# Do heckels really look alike :)



## Chappy (Apr 21, 2010)

They aren't ALL heckels, but 9 out of the 19 are. They have finally started to pod and get more aggressive as a group at feeding time so they are growing and growing FAST.

According to YouTube, the video is going to take 198 minutes to upload, so in the meantime............


----------



## April (Apr 21, 2010)

They all look just as alike as my 4 poodles to each other?


----------



## Chappy (Apr 21, 2010)

Wait, wait, wait......you're just tooo dang FAST with that fancy iPad of yours  I've got about a million more shots. THEN I'll tell you about the pairs that are forming


----------



## Chappy (Apr 21, 2010)

I really like the scroll work on the face and head of this one. It's one of my favorites:








































I love the heart rate monitor spike in the middle of this one


----------



## Chappy (Apr 21, 2010)

And then, one day, out of the blue.....a little gem shows up. I have no idea where this first fish came from. I only started to notice it about two days ago. The shape is very nice, the coloring is unique and interesting. No clue where it came from  VERY bad discus mommy 
Here's the deal with heckels. They are TERRIBLE fish. Awesome, terrible, fussy fish. If you buy a small heckel, then I hope you like small heckels. If YOU can get them to grow, good on ya! I sure as heck can't. No matter what. That little ica/heckel cross is the same size as when I bought her three years ago. All runty, stunty eyes and all. And I LOVE her to death. She would be the last to go if I had to pack up. With her splash of yellows and oranges, she is very striking against all the blue heckels. If I get an adult heckel, no problem.
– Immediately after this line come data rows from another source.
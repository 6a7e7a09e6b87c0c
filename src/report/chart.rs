//! SVG charts
//!
//! Two views over the store:
//! - a time cactus plot: per mode, the sorted log-times of every benchmark
//!   that finished, followed by a dashed tail of timed-out benchmarks drawn
//!   at log(timeout);
//! - a grouped bar chart of log10 artifact size per benchmark and mode.

use crate::harness::{Field, Mode, ResultDocument};
use std::fmt::Write as _;

const PALETTE: [&str; 9] = [
    "#1f77b4", "#ff7f0e", "#2ca02c", "#d62728", "#9467bd", "#8c564b", "#e377c2", "#7f7f7f",
    "#bcbd22",
];

const WIDTH: f64 = 960.0;
const HEIGHT: f64 = 600.0;
const MARGIN: f64 = 60.0;

/// Points for one mode of the cactus plot
#[derive(Debug, Clone, PartialEq)]
pub struct CactusSeries {
    pub mode: Mode,
    /// `(x, ln seconds)` for finished benchmarks, ascending
    pub finished: Vec<(f64, f64)>,
    /// Starts at the last finished point, then one point per timeout
    pub timed_out: Vec<(f64, f64)>,
}

/// Bars for one mode of the size chart, in benchmark order
#[derive(Debug, Clone, PartialEq)]
pub struct SizeSeries {
    pub mode: Mode,
    pub log10_sizes: Vec<f64>,
}

pub fn cactus_series(document: &ResultDocument, modes: &[Mode]) -> Vec<CactusSeries> {
    let results = &document.results;
    modes
        .iter()
        .map(|mode| {
            let mut finished = Vec::new();
            let mut timeouts = 0usize;
            for bench in results.benchmarks() {
                match results.get(bench, Field::Time, *mode).measurement() {
                    Some(m) if m.as_f64() > 0.0 => finished.push(m.as_f64().ln()),
                    _ => timeouts += 1,
                }
            }
            finished.sort_by(|a, b| a.total_cmp(b));

            let finished: Vec<(f64, f64)> = finished
                .into_iter()
                .enumerate()
                .map(|(i, y)| (i as f64, y))
                .collect();

            let mut timed_out = Vec::new();
            if let Some(limit) = document.timeout_for(*mode).filter(|t| *t > 0) {
                if timeouts > 0 {
                    timed_out.extend(finished.last().copied());
                    let start = finished.len().saturating_sub(1);
                    let y = (limit as f64).ln();
                    let offset = usize::from(!finished.is_empty());
                    timed_out.extend((0..timeouts).map(|i| ((start + i + offset) as f64, y)));
                }
            }

            CactusSeries {
                mode: *mode,
                finished,
                timed_out,
            }
        })
        .collect()
}

pub fn size_series(document: &ResultDocument, modes: &[Mode]) -> Vec<SizeSeries> {
    let results = &document.results;
    modes
        .iter()
        .map(|mode| SizeSeries {
            mode: *mode,
            log10_sizes: results
                .benchmarks()
                .map(|bench| match results.get(bench, Field::Size, *mode).measurement() {
                    Some(m) if m.as_f64() > 0.0 => m.as_f64().log10(),
                    _ => 0.0,
                })
                .collect(),
        })
        .collect()
}

/// Linear map from data space to the plot area
struct Frame {
    x_max: f64,
    y_min: f64,
    y_max: f64,
}

impl Frame {
    fn new(x_max: f64, y_min: f64, y_max: f64) -> Self {
        let (y_min, y_max) = if y_max - y_min < f64::EPSILON {
            (y_min - 1.0, y_max + 1.0)
        } else {
            (y_min, y_max)
        };
        Self {
            x_max: x_max.max(1.0),
            y_min,
            y_max,
        }
    }

    fn x(&self, x: f64) -> f64 {
        MARGIN + x / self.x_max * (WIDTH - 2.0 * MARGIN)
    }

    fn y(&self, y: f64) -> f64 {
        HEIGHT - MARGIN - (y - self.y_min) / (self.y_max - self.y_min) * (HEIGHT - 2.0 * MARGIN)
    }
}

fn open_svg(out: &mut String, x_label: &str, y_label: &str) {
    let _ = writeln!(
        out,
        r#"<svg xmlns="http://www.w3.org/2000/svg" width="{WIDTH}" height="{HEIGHT}" font-family="sans-serif" font-size="12">"#
    );
    let _ = writeln!(out, r#"<rect width="100%" height="100%" fill="white"/>"#);
    let _ = writeln!(
        out,
        r#"<line x1="{m}" y1="{b}" x2="{r}" y2="{b}" stroke="black"/><line x1="{m}" y1="{m}" x2="{m}" y2="{b}" stroke="black"/>"#,
        m = MARGIN,
        b = HEIGHT - MARGIN,
        r = WIDTH - MARGIN,
    );
    let _ = writeln!(
        out,
        r#"<text x="{}" y="{}" text-anchor="middle">{}</text>"#,
        WIDTH / 2.0,
        HEIGHT - 15.0,
        x_label
    );
    let _ = writeln!(
        out,
        r#"<text x="15" y="{y}" text-anchor="middle" transform="rotate(-90 15 {y})">{label}</text>"#,
        y = HEIGHT / 2.0,
        label = y_label
    );
}

fn legend(out: &mut String, modes: &[Mode]) {
    for (i, mode) in modes.iter().enumerate() {
        let y = MARGIN + 18.0 * i as f64;
        let _ = writeln!(
            out,
            r#"<rect x="{x}" y="{y}" width="12" height="12" fill="{c}"/><text x="{tx}" y="{ty}">{label}</text>"#,
            x = WIDTH - MARGIN - 130.0,
            c = PALETTE[i % PALETTE.len()],
            tx = WIDTH - MARGIN - 112.0,
            ty = y + 10.0,
            label = mode.label(),
        );
    }
}

fn polyline(out: &mut String, frame: &Frame, points: &[(f64, f64)], color: &str, dashed: bool) {
    if points.is_empty() {
        return;
    }
    let coords: Vec<String> = points
        .iter()
        .map(|(x, y)| format!("{:.1},{:.1}", frame.x(*x), frame.y(*y)))
        .collect();
    let dash = if dashed { r#" stroke-dasharray="6 4""# } else { "" };
    let _ = writeln!(
        out,
        r#"<polyline points="{}" fill="none" stroke="{}"{}/>"#,
        coords.join(" "),
        color,
        dash
    );
}

/// Cactus plot of elapsed time, log scale
pub fn render_time_cactus(document: &ResultDocument, modes: &[Mode]) -> String {
    let series = cactus_series(document, modes);
    let all_points = series
        .iter()
        .flat_map(|s| s.finished.iter().chain(s.timed_out.iter()));
    let (x_max, y_min, y_max) = all_points.fold(
        (0.0f64, f64::INFINITY, f64::NEG_INFINITY),
        |(xm, lo, hi), (x, y)| (xm.max(*x), lo.min(*y), hi.max(*y)),
    );
    let frame = if y_min.is_finite() {
        Frame::new(x_max, y_min, y_max)
    } else {
        Frame::new(1.0, 0.0, 1.0)
    };

    let mut out = String::new();
    open_svg(&mut out, "Benchmarks", "Time (log s)");
    for (i, s) in series.iter().enumerate() {
        let color = PALETTE[i % PALETTE.len()];
        polyline(&mut out, &frame, &s.finished, color, false);
        for (x, y) in &s.finished {
            let _ = writeln!(
                out,
                r#"<circle cx="{:.1}" cy="{:.1}" r="3" fill="{}"/>"#,
                frame.x(*x),
                frame.y(*y),
                color
            );
        }
        polyline(&mut out, &frame, &s.timed_out, color, true);
        for (x, y) in s.timed_out.iter().skip(usize::from(!s.finished.is_empty())) {
            let (cx, cy) = (frame.x(*x), frame.y(*y));
            let _ = writeln!(
                out,
                r#"<path d="M{} {} L{} {} M{} {} L{} {}" stroke="{}"/>"#,
                cx - 4.0, cy - 4.0, cx + 4.0, cy + 4.0, cx - 4.0, cy + 4.0, cx + 4.0, cy - 4.0, color
            );
        }
    }
    legend(&mut out, modes);
    out.push_str("</svg>\n");
    out
}

/// Grouped bars of artifact size per benchmark, log10 scale
pub fn render_size_bars(document: &ResultDocument, modes: &[Mode]) -> String {
    let series = size_series(document, modes);
    let names: Vec<&str> = document.results.benchmarks().collect();
    let y_max = series
        .iter()
        .flat_map(|s| s.log10_sizes.iter().copied())
        .fold(1.0f64, f64::max);
    let frame = Frame::new(names.len() as f64, 0.0, y_max);

    let group = (WIDTH - 2.0 * MARGIN) / names.len().max(1) as f64;
    let bar = group * 0.8 / modes.len().max(1) as f64;

    let mut out = String::new();
    open_svg(&mut out, "Benchmarks", "Size (log10)");
    for (i, s) in series.iter().enumerate() {
        let color = PALETTE[i % PALETTE.len()];
        for (j, value) in s.log10_sizes.iter().enumerate() {
            let x = MARGIN + group * j as f64 + group * 0.1 + bar * i as f64;
            let top = frame.y(*value);
            let _ = writeln!(
                out,
                r#"<rect x="{:.1}" y="{:.1}" width="{:.1}" height="{:.1}" fill="{}"/>"#,
                x,
                top,
                bar,
                (HEIGHT - MARGIN - top).max(0.0),
                color
            );
        }
    }
    for (j, name) in names.iter().enumerate() {
        let x = MARGIN + group * (j as f64 + 0.5);
        let y = HEIGHT - MARGIN + 12.0;
        let stem = xml_escape(name.split('.').next().unwrap_or(name));
        let _ = writeln!(
            out,
            r#"<text x="{x:.1}" y="{y:.1}" text-anchor="start" transform="rotate(45 {x:.1} {y:.1})">{stem}</text>"#
        );
    }
    legend(&mut out, modes);
    out.push_str("</svg>\n");
    out
}

fn xml_escape(s: &str) -> String {
    s.replace('&', "&amp;").replace('<', "&lt;").replace('>', "&gt;")
}
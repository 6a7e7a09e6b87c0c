//! Experiment runner
//!
//! Walks benchmarks, field groups and modes strictly in sequence, decides
//! what still needs measuring, and writes outcomes back into the store.
//!
//! Skip rules:
//! - time is re-measured unless the stored value is a real measurement;
//! - the joint counting group is skipped for a mode as soon as *any* of the
//!   requested joint fields holds a real measurement. Siblings that are
//!   still unset stay unset; reports show them as "no data".
//!
//! Timeouts and spawn failures write nothing, so the next run retries them.
//! A completed counting invocation with none of the requested blocks marks
//! every requested joint field as failed.

use super::discover::Benchmark;
use super::extract::{self, as_count};
use super::field::{self, Field, CNF_DECISIONS};
use super::invoker::{Invoker, Outcome};
use super::mode::{self, Mode};
use super::store::{MetricValue, ResultDocument, ResultTable};
use crate::error::Result;
use crate::signal::SignalHandler;
use std::path::{Path, PathBuf};
use std::time::Duration;
use tracing::{debug, error, info, warn};

/// The only modes the CNF back end is compared under
pub const CNF_MODES: [Mode; 2] = [Mode::Det, Mode::Fh];

/// Counters for one harness run
#[derive(Debug, Clone, Default, PartialEq, Eq)]
pub struct RunSummary {
    pub invocations: usize,
    pub skipped: usize,
    pub timeouts: usize,
    /// Completed invocations without the expected output
    pub failures: usize,
    /// Invocations that could not be started
    pub errors: usize,
    pub unknown_modes: usize,
    pub interrupted: bool,
}

pub struct ExperimentRunner<I> {
    invoker: I,
    compiler: PathBuf,
    timeout: Option<Duration>,
    signals: SignalHandler,
}

impl<I: Invoker> ExperimentRunner<I> {
    pub fn new(
        invoker: I,
        compiler: impl Into<PathBuf>,
        timeout: Option<Duration>,
        signals: SignalHandler,
    ) -> Self {
        Self {
            invoker,
            compiler: compiler.into(),
            timeout: timeout.filter(|t| !t.is_zero()),
            signals,
        }
    }

    pub fn invoker(&self) -> &I {
        &self.invoker
    }

    /// Load the document at `store`, run, and save it again
    ///
    /// The save happens however the loop ends, including on interruption.
    pub fn run_to_store(
        &mut self,
        store: &Path,
        benchmarks: &[Benchmark],
        fields: &[Field],
        mode_ids: &[String],
    ) -> Result<RunSummary> {
        let mut document = ResultDocument::load(store)?;
        let summary = self.run(benchmarks, fields, mode_ids, &mut document);
        document.save(store)?;
        info!(path = %store.display(), "results saved");
        Ok(summary)
    }

    /// Measure `fields` under each requested mode for every benchmark
    ///
    /// Unknown mode identifiers are logged and skipped; nothing here aborts
    /// the batch.
    pub fn run(
        &mut self,
        benchmarks: &[Benchmark],
        fields: &[Field],
        mode_ids: &[String],
        document: &mut ResultDocument,
    ) -> RunSummary {
        let mut summary = RunSummary::default();
        let known: Vec<Mode> = mode_ids
            .iter()
            .filter_map(|id| mode::lookup(id).ok())
            .collect();

        let timeout_secs = self.timeout.map(|t| t.as_secs());
        for mode in &known {
            document.record_timeout(*mode, timeout_secs);
        }

        let joint: Vec<Field> = fields.iter().copied().filter(|f| f.is_joint()).collect();

        for bench in benchmarks {
            if self.interrupted(&mut summary) {
                break;
            }
            info!(file = %bench.name, "benchmark");
            document.results.prepare(&bench.name, fields, &known);

            if fields.contains(&Field::Time) {
                info!("measuring time elapsed");
                self.measure_time(bench, mode_ids, &mut document.results, &mut summary);
            }
            if !joint.is_empty() {
                info!(fields = ?joint, "measuring counts");
                self.measure_joint(bench, &joint, mode_ids, &mut document.results, &mut summary);
            }
        }

        info!(?summary, "run finished");
        summary
    }

    /// Count CNF decisions under the two CNF modes
    ///
    /// Counts go into the size slot of `table`.
    pub fn run_cnf(&mut self, benchmarks: &[Benchmark], table: &mut ResultTable) -> RunSummary {
        let mut summary = RunSummary::default();
        let base: Vec<String> = field::cnf_flags().into_iter().map(String::from).collect();

        for bench in benchmarks {
            if self.interrupted(&mut summary) {
                break;
            }
            info!(file = %bench.name, "benchmark");
            table.prepare(&bench.name, &[Field::Size], &CNF_MODES);

            for mode in CNF_MODES {
                if self.interrupted(&mut summary) {
                    break;
                }
                if table.get(&bench.name, Field::Size, mode).is_valid() {
                    info!(%mode, "skip");
                    summary.skipped += 1;
                    continue;
                }
                info!(%mode, "mode");

                let Some(output) = self.completed_output(bench, &base, mode, &mut summary) else {
                    continue;
                };
                match extract::find(&output, CNF_DECISIONS) {
                    Some(decisions) => {
                        table.set(&bench.name, Field::Size, mode, MetricValue::count(as_count(decisions)));
                    }
                    None => {
                        summary.failures += 1;
                        table.set(&bench.name, Field::Size, mode, MetricValue::Failed);
                        error!(file = %bench.name, %mode, "no CNF decision count in output:\n{}", output);
                    }
                }
            }
        }

        info!(?summary, "CNF run finished");
        summary
    }

    fn measure_time(
        &mut self,
        bench: &Benchmark,
        mode_ids: &[String],
        table: &mut ResultTable,
        summary: &mut RunSummary,
    ) {
        let base = field::time_flags();

        for id in mode_ids {
            if self.interrupted(summary) {
                return;
            }
            let Some(mode) = resolve(id, summary) else {
                continue;
            };
            if table.get(&bench.name, Field::Time, mode).is_valid() {
                info!(%mode, "skip");
                summary.skipped += 1;
                continue;
            }
            info!(%mode, "mode");

            let args = fixed_args(bench, &base);
            summary.invocations += 1;
            match self.invoker.invoke(&self.compiler, &args, mode.flags(), self.timeout) {
                Ok(Outcome::Completed { elapsed, .. }) => {
                    let secs = round_secs(elapsed);
                    debug!(%mode, secs, "measured");
                    table.set(&bench.name, Field::Time, mode, MetricValue::seconds(secs));
                }
                Ok(Outcome::TimedOut { .. }) => {
                    summary.timeouts += 1;
                    warn!(file = %bench.name, %mode, "timeout");
                }
                Err(e) => {
                    summary.errors += 1;
                    error!(file = %bench.name, %mode, code = e.error_code(), "{}", e);
                }
            }
        }
    }

    fn measure_joint(
        &mut self,
        bench: &Benchmark,
        requested: &[Field],
        mode_ids: &[String],
        table: &mut ResultTable,
        summary: &mut RunSummary,
    ) {
        let base: Vec<String> = field::joint_flags(requested)
            .into_iter()
            .map(String::from)
            .collect();

        for id in mode_ids {
            if self.interrupted(summary) {
                return;
            }
            let Some(mode) = resolve(id, summary) else {
                continue;
            };
            // One valid sibling is enough to skip the whole group.
            if requested
                .iter()
                .any(|f| table.get(&bench.name, *f, mode).is_valid())
            {
                info!(%mode, "skip");
                summary.skipped += 1;
                continue;
            }
            info!(%mode, "mode");

            let Some(output) = self.completed_output(bench, &base, mode, summary) else {
                continue;
            };
            let found = extract::extract(&output);
            let hits: Vec<Field> = requested
                .iter()
                .copied()
                .filter(|f| found.contains_key(f))
                .collect();

            if hits.is_empty() {
                summary.failures += 1;
                for field in requested {
                    table.set(&bench.name, *field, mode, MetricValue::Failed);
                }
                error!(file = %bench.name, %mode, "no metrics in output:\n{}", output);
                continue;
            }
            for field in hits {
                let value = as_count(found[&field]);
                debug!(%mode, %field, value, "measured");
                table.set(&bench.name, field, mode, MetricValue::count(value));
            }
        }
    }

    /// Invoke and return the captured output if the process completed
    fn completed_output(
        &mut self,
        bench: &Benchmark,
        base: &[String],
        mode: Mode,
        summary: &mut RunSummary,
    ) -> Option<String> {
        let args = fixed_args(bench, base);
        summary.invocations += 1;
        match self.invoker.invoke(&self.compiler, &args, mode.flags(), self.timeout) {
            Ok(Outcome::Completed { output, .. }) => Some(output),
            Ok(Outcome::TimedOut { .. }) => {
                summary.timeouts += 1;
                warn!(file = %bench.name, %mode, "timeout");
                None
            }
            Err(e) => {
                summary.errors += 1;
                error!(file = %bench.name, %mode, code = e.error_code(), "{}", e);
                None
            }
        }
    }

    fn interrupted(&self, summary: &mut RunSummary) -> bool {
        if self.signals.should_shutdown() {
            summary.interrupted = true;
        }
        summary.interrupted
    }
}

fn resolve(id: &str, summary: &mut RunSummary) -> Option<Mode> {
    match mode::lookup(id) {
        Ok(mode) => Some(mode),
        Err(e) => {
            summary.unknown_modes += 1;
            warn!("{}", e);
            None
        }
    }
}

fn fixed_args<S: AsRef<str>>(bench: &Benchmark, base: &[S]) -> Vec<String> {
    std::iter::once(bench.path.to_string_lossy().into_owned())
        .chain(base.iter().map(|s| s.as_ref().to_string()))
        .collect()
}

/// Wall-clock seconds at 0.1ms resolution
fn round_secs(elapsed: Duration) -> f64 {
    (elapsed.as_secs_f64() * 10_000.0).round() / 10_000.0
}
If it ever settles, after not eating, turning black, clamping and shedding melted fins and tails because of an ever so slight change in pH, etc. etc. etc., then they are TANKS. Indestructible and VERY tolerant of just about anything. But trying to get them to that point is downright painful. Well, now that I have a good solid group of heckels, they are "taking over", ever so quietly. They are first to eat and have first pick of tank placement. The adults are showing increased size as are the larger juvies. The smaller ones I'm not hoping for too much. I think it's just a little too late for them. But once a heckel finally settles down in your tank and is HAPPY, well, there's nothing like them in my opinion - even the tough little runts. They are STUNNING when everything is right in their world and they seem pretty willing to let you know about it

























The permanent marker smugged way too easy on this one


----------



## Chappy (Apr 21, 2010)




----------



## Chappy (Apr 21, 2010)

*And then the trios became pairs....*

So about those pairs.....
There have been 3 spawnings in the last week in the wild discus tank. All mystery spawns except for one. The red cover throwback, female, lays bright red eggs. So she laid eggs and was hanging out with the runt and one of the inanus. This same trio has spawned before. Then the exciting pair/trio was my female solomon and the other inanu PLUS the largest blue face heckel. That three is still together. All eggs were gone by the next day. The third spawning is anyone's guess 

The solomon wanted to lay last night - she was pecking at the cone and dancing. I didn't do a 90% w/c until this morning and I scrapped down the entire tank and cleaned everything because I expect there will be more eggs later today. I would LOVE to see the solomon pair up with a blue face heckel. That would be AWESOME


----------



## Chappy (Apr 21, 2010)




----------



## Chappy (Apr 21, 2010)

*They were cooperating tonight - that does NOT usually happen *


----------



## Chappy (Apr 21, 2010)




----------



## Chappy (Apr 21, 2010)




----------



## Chappy (Apr 21, 2010)




----------



## FishFreaks (May 15, 2011)

that sucks you cant get them to grow!!! i got a couple very small heckels and they have almost doubled in size in 2 months! i got them both and they were 2-2.5 inches only


----------



## vicdiscus (Mar 19, 2012)

how many wild caught discus do you have in your big tank ?


----------



## charles (Apr 21, 2010)

she needs more wild in her tank.


----------



## Chappy (Apr 21, 2010)

I ALWAYS need more wilds  I'm trying to teach myself to be more like my domestic fish buddies who buy fish, keep them for awhile to see what fits in and then let go the ones that don't. I wish I could be more like that, but I get too attached


----------